Distribuzione: Good Films

Durata: 127’

Genere: Drammatico

Nazionalità: Francia

Regia: Luc Besson

Tra le folle acclamanti e le piazze in rivolta emerge l’intima necessità di lasciare affiorare il calore umano dai visi segnati di chi vede negata la propria libertà: sembra questa la scelta di Luc Besson per il suo ultimo monumentale film sulla vita della lady birmana San Suu Kyi.

Così ai totali e i campi lunghi, attraverso i quali mettere in scena gli eventi più significativi degli ultimi decenni della storia birmana, si contrappone il racconto privato di due sposi separati per oltre diciotto anni a causa degli arresti domiciliari imposti alla leader.

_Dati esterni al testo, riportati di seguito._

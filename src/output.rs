// ABOUTME: Output formatting for CLI feedback.
// ABOUTME: Supports human-readable tables and JSON for scripting.

use crate::diagnostics::Diagnostics;
use crate::engine::{ContainerDescriptor, Document};
use serde::Serialize;
use serde_json::Value;
use std::collections::BTreeMap;

/// Output mode for CLI feedback.
#[derive(Debug, Clone, Copy, PartialEq, Eq)]
pub enum OutputMode {
    /// Human-friendly text
    Normal,
    /// One JSON document per result
    Json,
}

/// Handles CLI output based on the configured mode.
pub struct Output {
    mode: OutputMode,
}

impl Output {
    pub fn new(mode: OutputMode) -> Self {
        Self { mode }
    }

    /// Print a result: `human` renders it in normal mode, JSON otherwise.
    pub fn data<T: Serialize>(&self, value: &T, human: impl FnOnce(&T) -> String) {
        match self.mode {
            OutputMode::Normal => println!("{}", human(value)),
            OutputMode::Json => match serde_json::to_string_pretty(value) {
                Ok(json) => println!("{json}"),
                Err(e) => eprintln!("Error: failed to encode output: {e}"),
            },
        }
    }

    /// Print a success message (JSON mode wraps it in an event).
    pub fn success(&self, endpoint: &str, message: &str) {
        match self.mode {
            OutputMode::Normal => println!("[{endpoint}] {message}"),
            OutputMode::Json => {
                let event = JsonEvent {
                    event: "success",
                    endpoint: Some(endpoint),
                    message,
                };
                if let Ok(json) = serde_json::to_string(&event) {
                    println!("{json}");
                }
            }
        }
    }

    /// Print an error message.
    pub fn error(&self, message: &str) {
        match self.mode {
            OutputMode::Normal => eprintln!("Error: {message}"),
            OutputMode::Json => {
                let event = JsonEvent {
                    event: "error",
                    endpoint: None,
                    message,
                };
                if let Ok(json) = serde_json::to_string(&event) {
                    eprintln!("{json}");
                }
            }
        }
    }

    /// Mention skipped endpoints on stderr (normal mode only; JSON carries them inline).
    pub fn failures(&self, diagnostics: &Diagnostics) {
        if self.mode != OutputMode::Normal {
            return;
        }
        for failure in diagnostics.failures() {
            eprintln!("warning: skipped {}: {}", failure.endpoint, failure.message);
        }
    }
}

#[derive(Serialize)]
struct JsonEvent<'a> {
    event: &'a str,
    #[serde(skip_serializing_if = "Option::is_none")]
    endpoint: Option<&'a str>,
    message: &'a str,
}

/// Text produced by one endpoint, under an `[endpoint]` header line.
pub fn scoped_block(endpoint: &str, body: &str) -> String {
    let body = body.trim_end();
    if body.is_empty() {
        format!("[{endpoint}]")
    } else {
        format!("[{endpoint}]\n{body}")
    }
}

/// Render containers as an aligned table.
pub fn container_table(containers: &[ContainerDescriptor]) -> String {
    let mut rows = vec![vec![
        "ENDPOINT".to_string(),
        "CONTAINER ID".to_string(),
        "NAME".to_string(),
        "IMAGE".to_string(),
        "STATUS".to_string(),
        "PORTS".to_string(),
    ]];

    for c in containers {
        rows.push(vec![
            c.endpoint.clone().unwrap_or_default(),
            short_id(&c.id),
            c.name.clone(),
            c.image.clone(),
            c.status.clone(),
            c.ports
                .iter()
                .map(|p| p.to_string())
                .collect::<Vec<_>>()
                .join(", "),
        ]);
    }

    render_table(&rows)
}

/// Render per-endpoint engine documents as a table of the given
/// `(title, key)` columns, prefixed by the endpoint name.
pub fn grouped_table(
    groups: &BTreeMap<String, Vec<Document>>,
    columns: &[(&str, &str)],
) -> String {
    let mut header = vec!["ENDPOINT".to_string()];
    header.extend(columns.iter().map(|(title, _)| title.to_string()));
    let mut rows = vec![header];

    for (endpoint, documents) in groups {
        for document in documents {
            let mut row = vec![endpoint.clone()];
            row.extend(columns.iter().map(|(_, key)| cell(key, document.get(*key))));
            rows.push(row);
        }
    }

    render_table(&rows)
}

fn cell(key: &str, value: Option<&Value>) -> String {
    match value {
        Some(Value::String(s)) if key == "Id" => short_id(s),
        Some(Value::String(s)) => s.clone(),
        Some(Value::Array(items)) => items
            .iter()
            .map(|item| cell(key, Some(item)))
            .collect::<Vec<_>>()
            .join(", "),
        Some(Value::Null) | None => String::new(),
        Some(other) => other.to_string(),
    }
}

fn short_id(id: &str) -> String {
    id.trim_start_matches("sha256:").chars().take(12).collect()
}

fn render_table(rows: &[Vec<String>]) -> String {
    let columns = rows.iter().map(Vec::len).max().unwrap_or(0);
    let mut widths = vec![0usize; columns];
    for row in rows {
        for (width, cell) in widths.iter_mut().zip(row) {
            *width = (*width).max(cell.chars().count());
        }
    }

    rows.iter()
        .map(|row| {
            row.iter()
                .zip(&widths)
                .map(|(cell, width)| format!("{:<width$}", cell, width = *width))
                .collect::<Vec<_>>()
                .join("  ")
                .trim_end()
                .to_string()
        })
        .collect::<Vec<_>>()
        .join("\n")
}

Presentato in anteprima all’ultima edizione del Festival di Roma, ed ora in uscita nazionale in concomitanza delle ultime elezioni politiche in Birmania, il film racconta la lotta alla quale l’attivista birmana Aung San Suu Kyi ha dedicato la sua intera vita in nome degli ideali di libertà. Di ritorno dall’Inghilterra dove viveva con la sua famiglia, la protagonista arriva in Birmania per accudire la madre morente e, trovandosi nel mezzo delle lotte studentesche ed i massacri perpetrati a danno della popolazioni, decide di dedicarsi al suo paese, rimanendo ostaggio nella sua stessa casa. “Non volevo che fosse un film politico né tanto meno un documentario”: così Besson spiega quanto sia stato difficile mediare tra la dimensione pubblica e quella privata di un personaggio così discusso  e complesso.

Sono le parole fra i due sposi, discrete, pacate e dense di quella dignitosa caparbietà magistralmente messa in scena da Michelle Yeoh, a donare all’ultimo lavoro di Besson un tocco lieve, quella grazia leggiadra che rende il personaggio protagonista una figura a tutto tondo, nella cornice di un dittatura militare dedita al massacro.

‘Gandhianamente’ garbata, la lady si pone come baluardo della democrazia, difendendola con un silenzio così tenace da incutere timore, fino ad essere ricompensato con il rilascio alla fine del 2010, durante le riprese di quella brevissima liberazione avvenuta oltre dieci anni prima, tanto che la realtà sembra quasi confondersi con la finzione cinematografica.

Potrei raccontarti quando la Birmania una volta era la terra d’oro”: così le parole del padre risuonano in San Suu Kyi, tanto da spingerla a seguire quella strada per cui alla violenza di un governo militare si pone come scudo la forza pacata di una dolcezza capace di difendere la libertà del proprio paese.